Task inputs:
^^^^^^^^
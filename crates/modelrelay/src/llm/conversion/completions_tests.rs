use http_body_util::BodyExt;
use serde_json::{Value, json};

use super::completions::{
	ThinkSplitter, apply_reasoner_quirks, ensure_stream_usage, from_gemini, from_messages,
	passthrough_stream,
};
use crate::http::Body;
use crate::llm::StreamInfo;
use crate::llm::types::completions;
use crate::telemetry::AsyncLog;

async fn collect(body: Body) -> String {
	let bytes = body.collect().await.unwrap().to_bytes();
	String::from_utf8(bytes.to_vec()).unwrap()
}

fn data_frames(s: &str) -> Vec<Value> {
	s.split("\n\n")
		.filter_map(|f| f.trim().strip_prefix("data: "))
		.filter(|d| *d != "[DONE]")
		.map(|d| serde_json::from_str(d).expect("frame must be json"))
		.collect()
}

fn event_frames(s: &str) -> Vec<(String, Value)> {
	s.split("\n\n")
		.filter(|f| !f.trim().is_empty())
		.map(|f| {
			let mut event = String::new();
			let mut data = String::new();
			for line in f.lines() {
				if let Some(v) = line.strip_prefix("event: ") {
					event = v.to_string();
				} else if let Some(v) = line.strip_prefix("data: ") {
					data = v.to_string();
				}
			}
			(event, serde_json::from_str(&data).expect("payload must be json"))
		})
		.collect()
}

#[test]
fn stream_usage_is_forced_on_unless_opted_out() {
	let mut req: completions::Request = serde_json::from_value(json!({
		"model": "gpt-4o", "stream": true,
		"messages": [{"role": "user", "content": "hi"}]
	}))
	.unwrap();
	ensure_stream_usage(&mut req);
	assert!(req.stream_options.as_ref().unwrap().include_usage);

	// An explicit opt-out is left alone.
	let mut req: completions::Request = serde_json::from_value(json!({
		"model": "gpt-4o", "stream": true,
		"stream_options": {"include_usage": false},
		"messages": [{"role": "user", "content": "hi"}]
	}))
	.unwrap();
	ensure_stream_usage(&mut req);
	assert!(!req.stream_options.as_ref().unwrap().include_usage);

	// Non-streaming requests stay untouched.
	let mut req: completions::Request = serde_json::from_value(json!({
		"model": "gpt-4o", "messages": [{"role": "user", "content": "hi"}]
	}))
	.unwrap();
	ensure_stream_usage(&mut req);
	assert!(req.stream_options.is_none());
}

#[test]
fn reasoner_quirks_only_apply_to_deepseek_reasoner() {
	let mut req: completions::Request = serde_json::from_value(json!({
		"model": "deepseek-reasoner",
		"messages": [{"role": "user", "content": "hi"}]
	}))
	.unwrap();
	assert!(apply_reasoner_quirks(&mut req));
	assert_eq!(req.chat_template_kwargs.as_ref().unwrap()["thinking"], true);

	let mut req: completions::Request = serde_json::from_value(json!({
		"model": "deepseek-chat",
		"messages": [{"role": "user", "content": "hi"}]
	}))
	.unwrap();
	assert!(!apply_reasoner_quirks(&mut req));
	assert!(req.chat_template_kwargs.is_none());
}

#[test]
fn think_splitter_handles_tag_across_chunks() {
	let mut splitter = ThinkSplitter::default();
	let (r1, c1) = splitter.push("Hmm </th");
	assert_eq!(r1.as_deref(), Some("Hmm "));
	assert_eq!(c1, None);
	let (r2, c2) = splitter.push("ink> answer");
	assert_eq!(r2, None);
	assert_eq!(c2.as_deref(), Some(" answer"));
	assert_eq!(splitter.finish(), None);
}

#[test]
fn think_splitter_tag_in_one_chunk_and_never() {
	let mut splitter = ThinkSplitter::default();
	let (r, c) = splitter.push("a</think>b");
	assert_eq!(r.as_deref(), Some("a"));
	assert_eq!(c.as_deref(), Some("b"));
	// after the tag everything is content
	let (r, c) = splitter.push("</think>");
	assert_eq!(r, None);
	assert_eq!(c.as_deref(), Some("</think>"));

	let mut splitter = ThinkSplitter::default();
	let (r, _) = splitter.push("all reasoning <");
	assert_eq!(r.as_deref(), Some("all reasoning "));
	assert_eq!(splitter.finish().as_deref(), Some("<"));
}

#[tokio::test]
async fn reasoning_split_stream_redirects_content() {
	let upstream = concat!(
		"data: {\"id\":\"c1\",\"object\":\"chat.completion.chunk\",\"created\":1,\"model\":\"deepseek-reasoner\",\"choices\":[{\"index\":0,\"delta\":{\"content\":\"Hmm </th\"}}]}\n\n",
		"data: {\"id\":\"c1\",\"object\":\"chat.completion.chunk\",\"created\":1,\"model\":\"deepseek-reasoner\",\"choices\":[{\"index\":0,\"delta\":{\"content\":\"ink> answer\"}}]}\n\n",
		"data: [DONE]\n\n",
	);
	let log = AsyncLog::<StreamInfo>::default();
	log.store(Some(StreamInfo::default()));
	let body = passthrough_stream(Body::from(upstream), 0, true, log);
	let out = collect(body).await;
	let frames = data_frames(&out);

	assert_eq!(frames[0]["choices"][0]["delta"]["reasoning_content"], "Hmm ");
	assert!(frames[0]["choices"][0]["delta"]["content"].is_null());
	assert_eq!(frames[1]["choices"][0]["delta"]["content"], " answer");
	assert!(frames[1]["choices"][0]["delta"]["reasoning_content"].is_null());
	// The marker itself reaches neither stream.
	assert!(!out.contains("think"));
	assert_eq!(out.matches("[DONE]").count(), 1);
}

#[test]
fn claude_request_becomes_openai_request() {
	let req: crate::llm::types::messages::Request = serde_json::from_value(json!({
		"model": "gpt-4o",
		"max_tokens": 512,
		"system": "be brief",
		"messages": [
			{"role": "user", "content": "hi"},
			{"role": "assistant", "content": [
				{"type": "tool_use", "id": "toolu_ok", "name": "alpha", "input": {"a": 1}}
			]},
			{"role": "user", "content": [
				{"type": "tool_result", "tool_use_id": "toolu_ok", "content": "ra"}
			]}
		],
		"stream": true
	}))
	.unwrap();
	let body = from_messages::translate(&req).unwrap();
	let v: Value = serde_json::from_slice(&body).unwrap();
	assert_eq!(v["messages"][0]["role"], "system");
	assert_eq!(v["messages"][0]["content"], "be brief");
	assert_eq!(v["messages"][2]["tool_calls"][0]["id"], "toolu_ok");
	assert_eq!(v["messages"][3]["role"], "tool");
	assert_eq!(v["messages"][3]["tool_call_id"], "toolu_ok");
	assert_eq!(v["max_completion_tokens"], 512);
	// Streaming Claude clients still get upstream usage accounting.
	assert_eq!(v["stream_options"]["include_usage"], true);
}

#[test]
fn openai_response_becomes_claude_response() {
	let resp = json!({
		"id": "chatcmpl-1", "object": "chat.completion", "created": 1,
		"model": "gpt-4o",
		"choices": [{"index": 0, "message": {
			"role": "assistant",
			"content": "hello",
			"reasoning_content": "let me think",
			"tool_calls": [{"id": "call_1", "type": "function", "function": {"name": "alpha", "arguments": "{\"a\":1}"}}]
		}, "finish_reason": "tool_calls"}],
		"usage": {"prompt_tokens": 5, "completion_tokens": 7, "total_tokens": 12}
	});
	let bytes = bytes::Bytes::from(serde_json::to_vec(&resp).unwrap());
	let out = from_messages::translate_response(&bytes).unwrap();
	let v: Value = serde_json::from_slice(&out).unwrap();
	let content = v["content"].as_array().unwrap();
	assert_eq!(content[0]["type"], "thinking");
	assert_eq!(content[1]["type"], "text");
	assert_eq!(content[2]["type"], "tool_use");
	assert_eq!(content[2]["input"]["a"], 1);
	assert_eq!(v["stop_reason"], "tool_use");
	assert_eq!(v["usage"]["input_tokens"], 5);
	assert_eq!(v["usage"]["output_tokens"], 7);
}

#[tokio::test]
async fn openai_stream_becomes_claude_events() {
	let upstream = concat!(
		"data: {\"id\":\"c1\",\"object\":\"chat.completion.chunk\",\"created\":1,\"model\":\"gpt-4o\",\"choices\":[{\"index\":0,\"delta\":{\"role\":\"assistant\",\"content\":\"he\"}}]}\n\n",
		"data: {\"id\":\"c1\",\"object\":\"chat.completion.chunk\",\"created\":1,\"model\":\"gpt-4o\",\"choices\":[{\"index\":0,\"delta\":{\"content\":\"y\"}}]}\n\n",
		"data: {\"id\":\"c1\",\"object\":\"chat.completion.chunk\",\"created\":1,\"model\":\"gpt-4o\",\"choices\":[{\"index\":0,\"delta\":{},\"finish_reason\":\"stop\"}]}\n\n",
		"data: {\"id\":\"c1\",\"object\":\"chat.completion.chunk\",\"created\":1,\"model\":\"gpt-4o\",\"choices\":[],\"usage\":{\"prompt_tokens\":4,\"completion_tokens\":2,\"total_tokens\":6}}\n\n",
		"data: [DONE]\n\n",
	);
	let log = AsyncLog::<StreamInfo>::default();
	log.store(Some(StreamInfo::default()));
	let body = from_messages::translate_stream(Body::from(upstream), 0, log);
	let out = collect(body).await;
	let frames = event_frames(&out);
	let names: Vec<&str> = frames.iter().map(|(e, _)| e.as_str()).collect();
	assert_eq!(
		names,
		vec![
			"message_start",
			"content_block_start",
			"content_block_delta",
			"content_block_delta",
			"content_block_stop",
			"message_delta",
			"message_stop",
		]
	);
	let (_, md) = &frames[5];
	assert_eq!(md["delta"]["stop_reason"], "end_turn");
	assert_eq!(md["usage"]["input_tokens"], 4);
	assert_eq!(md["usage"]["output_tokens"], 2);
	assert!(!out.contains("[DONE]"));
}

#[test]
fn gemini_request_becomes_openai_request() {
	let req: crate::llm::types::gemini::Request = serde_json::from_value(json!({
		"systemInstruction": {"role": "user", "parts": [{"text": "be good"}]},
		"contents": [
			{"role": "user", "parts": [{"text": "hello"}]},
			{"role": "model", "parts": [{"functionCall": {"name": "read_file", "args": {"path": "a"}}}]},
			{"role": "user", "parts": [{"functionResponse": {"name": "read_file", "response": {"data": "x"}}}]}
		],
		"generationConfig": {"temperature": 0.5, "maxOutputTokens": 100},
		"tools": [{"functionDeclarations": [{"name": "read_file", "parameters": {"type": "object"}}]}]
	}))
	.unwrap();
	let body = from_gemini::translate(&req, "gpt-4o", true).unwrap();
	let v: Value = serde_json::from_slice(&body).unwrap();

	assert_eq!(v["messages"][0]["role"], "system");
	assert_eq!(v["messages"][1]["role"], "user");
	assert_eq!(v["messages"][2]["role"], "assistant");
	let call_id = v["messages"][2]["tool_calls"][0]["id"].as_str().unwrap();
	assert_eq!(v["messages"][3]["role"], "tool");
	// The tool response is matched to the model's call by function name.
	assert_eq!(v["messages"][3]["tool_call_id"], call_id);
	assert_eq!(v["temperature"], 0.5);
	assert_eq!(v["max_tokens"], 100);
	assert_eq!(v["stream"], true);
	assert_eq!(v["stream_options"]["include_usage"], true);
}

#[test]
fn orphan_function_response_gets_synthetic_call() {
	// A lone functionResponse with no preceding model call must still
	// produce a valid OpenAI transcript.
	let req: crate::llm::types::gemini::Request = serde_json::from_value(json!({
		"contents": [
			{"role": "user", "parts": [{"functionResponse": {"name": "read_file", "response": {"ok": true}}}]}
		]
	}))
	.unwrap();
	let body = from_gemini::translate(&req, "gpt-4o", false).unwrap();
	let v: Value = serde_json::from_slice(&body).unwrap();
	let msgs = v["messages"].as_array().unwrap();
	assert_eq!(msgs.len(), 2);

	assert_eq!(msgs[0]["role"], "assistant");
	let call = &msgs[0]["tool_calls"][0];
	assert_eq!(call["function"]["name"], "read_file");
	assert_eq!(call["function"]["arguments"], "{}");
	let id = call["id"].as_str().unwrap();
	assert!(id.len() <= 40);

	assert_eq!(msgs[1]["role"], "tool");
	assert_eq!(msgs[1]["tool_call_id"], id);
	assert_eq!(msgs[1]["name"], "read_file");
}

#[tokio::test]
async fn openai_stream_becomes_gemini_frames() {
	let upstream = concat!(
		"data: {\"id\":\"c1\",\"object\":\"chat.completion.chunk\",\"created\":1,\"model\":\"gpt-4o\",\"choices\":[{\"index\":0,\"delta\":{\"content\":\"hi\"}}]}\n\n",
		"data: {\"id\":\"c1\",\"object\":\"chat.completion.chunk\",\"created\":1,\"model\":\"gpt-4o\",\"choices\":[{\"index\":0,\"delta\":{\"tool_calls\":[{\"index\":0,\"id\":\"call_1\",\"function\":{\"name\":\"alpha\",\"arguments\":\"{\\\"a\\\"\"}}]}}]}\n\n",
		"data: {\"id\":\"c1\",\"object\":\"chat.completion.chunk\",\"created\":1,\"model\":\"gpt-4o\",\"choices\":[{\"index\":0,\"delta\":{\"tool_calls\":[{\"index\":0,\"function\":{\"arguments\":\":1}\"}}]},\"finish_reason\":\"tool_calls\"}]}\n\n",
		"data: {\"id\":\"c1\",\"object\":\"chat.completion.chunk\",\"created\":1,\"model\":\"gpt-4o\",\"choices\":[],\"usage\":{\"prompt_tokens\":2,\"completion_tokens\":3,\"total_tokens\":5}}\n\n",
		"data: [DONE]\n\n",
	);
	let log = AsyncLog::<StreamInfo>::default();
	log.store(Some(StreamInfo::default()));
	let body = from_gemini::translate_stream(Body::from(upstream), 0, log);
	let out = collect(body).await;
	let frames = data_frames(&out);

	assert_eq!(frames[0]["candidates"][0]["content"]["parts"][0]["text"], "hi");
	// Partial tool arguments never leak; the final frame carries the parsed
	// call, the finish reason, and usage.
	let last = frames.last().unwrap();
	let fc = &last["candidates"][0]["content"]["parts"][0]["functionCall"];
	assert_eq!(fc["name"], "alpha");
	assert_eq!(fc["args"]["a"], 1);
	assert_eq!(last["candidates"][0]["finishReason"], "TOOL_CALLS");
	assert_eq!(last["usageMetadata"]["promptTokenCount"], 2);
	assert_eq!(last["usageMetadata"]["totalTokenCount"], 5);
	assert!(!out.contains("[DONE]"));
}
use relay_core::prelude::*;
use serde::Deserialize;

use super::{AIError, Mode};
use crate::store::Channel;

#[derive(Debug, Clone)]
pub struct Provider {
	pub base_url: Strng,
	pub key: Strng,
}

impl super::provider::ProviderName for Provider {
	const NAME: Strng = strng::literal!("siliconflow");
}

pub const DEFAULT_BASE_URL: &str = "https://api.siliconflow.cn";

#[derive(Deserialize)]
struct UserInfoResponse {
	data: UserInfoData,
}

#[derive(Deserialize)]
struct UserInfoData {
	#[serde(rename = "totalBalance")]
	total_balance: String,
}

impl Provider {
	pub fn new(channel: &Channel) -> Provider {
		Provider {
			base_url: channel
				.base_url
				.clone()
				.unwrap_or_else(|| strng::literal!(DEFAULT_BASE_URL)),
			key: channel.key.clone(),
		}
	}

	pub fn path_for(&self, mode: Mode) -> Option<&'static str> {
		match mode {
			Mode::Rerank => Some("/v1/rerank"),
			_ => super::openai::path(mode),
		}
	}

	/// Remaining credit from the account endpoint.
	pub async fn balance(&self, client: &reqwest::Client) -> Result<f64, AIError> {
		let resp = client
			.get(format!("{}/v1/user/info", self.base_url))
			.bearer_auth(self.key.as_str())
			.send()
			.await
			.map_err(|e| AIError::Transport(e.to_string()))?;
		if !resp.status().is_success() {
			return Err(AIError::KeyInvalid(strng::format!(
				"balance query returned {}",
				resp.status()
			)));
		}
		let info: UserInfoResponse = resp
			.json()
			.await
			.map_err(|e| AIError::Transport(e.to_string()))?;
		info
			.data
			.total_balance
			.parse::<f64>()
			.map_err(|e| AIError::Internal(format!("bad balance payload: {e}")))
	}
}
^^^^^^^^
Work item: Copy every line of the data above, beginning with the first and ending with the line that contains "for line in", and give nothing more.

Exercise result:
filename crates/modelrelay/src/llm/conversion/completions_tests.rs
use http_body_util::BodyExt;
use serde_json::{Value, json};

use super::completions::{
	ThinkSplitter, apply_reasoner_quirks, ensure_stream_usage, from_gemini, from_messages,
	passthrough_stream,
};
use crate::http::Body;
use crate::llm::StreamInfo;
use crate::llm::types::completions;
use crate::telemetry::AsyncLog;

async fn collect(body: Body) -> String {
	let bytes = body.collect().await.unwrap().to_bytes();
	String::from_utf8(bytes.to_vec()).unwrap()
}

fn data_frames(s: &str) -> Vec<Value> {
	s.split("\n\n")
		.filter_map(|f| f.trim().strip_prefix("data: "))
		.filter(|d| *d != "[DONE]")
		.map(|d| serde_json::from_str(d).expect("frame must be json"))
		.collect()
}

fn event_frames(s: &str) -> Vec<(String, Value)> {
	s.split("\n\n")
		.filter(|f| !f.trim().is_empty())
		.map(|f| {
			let mut event = String::new();
			let mut data = String::new();
			for line in f.lines() {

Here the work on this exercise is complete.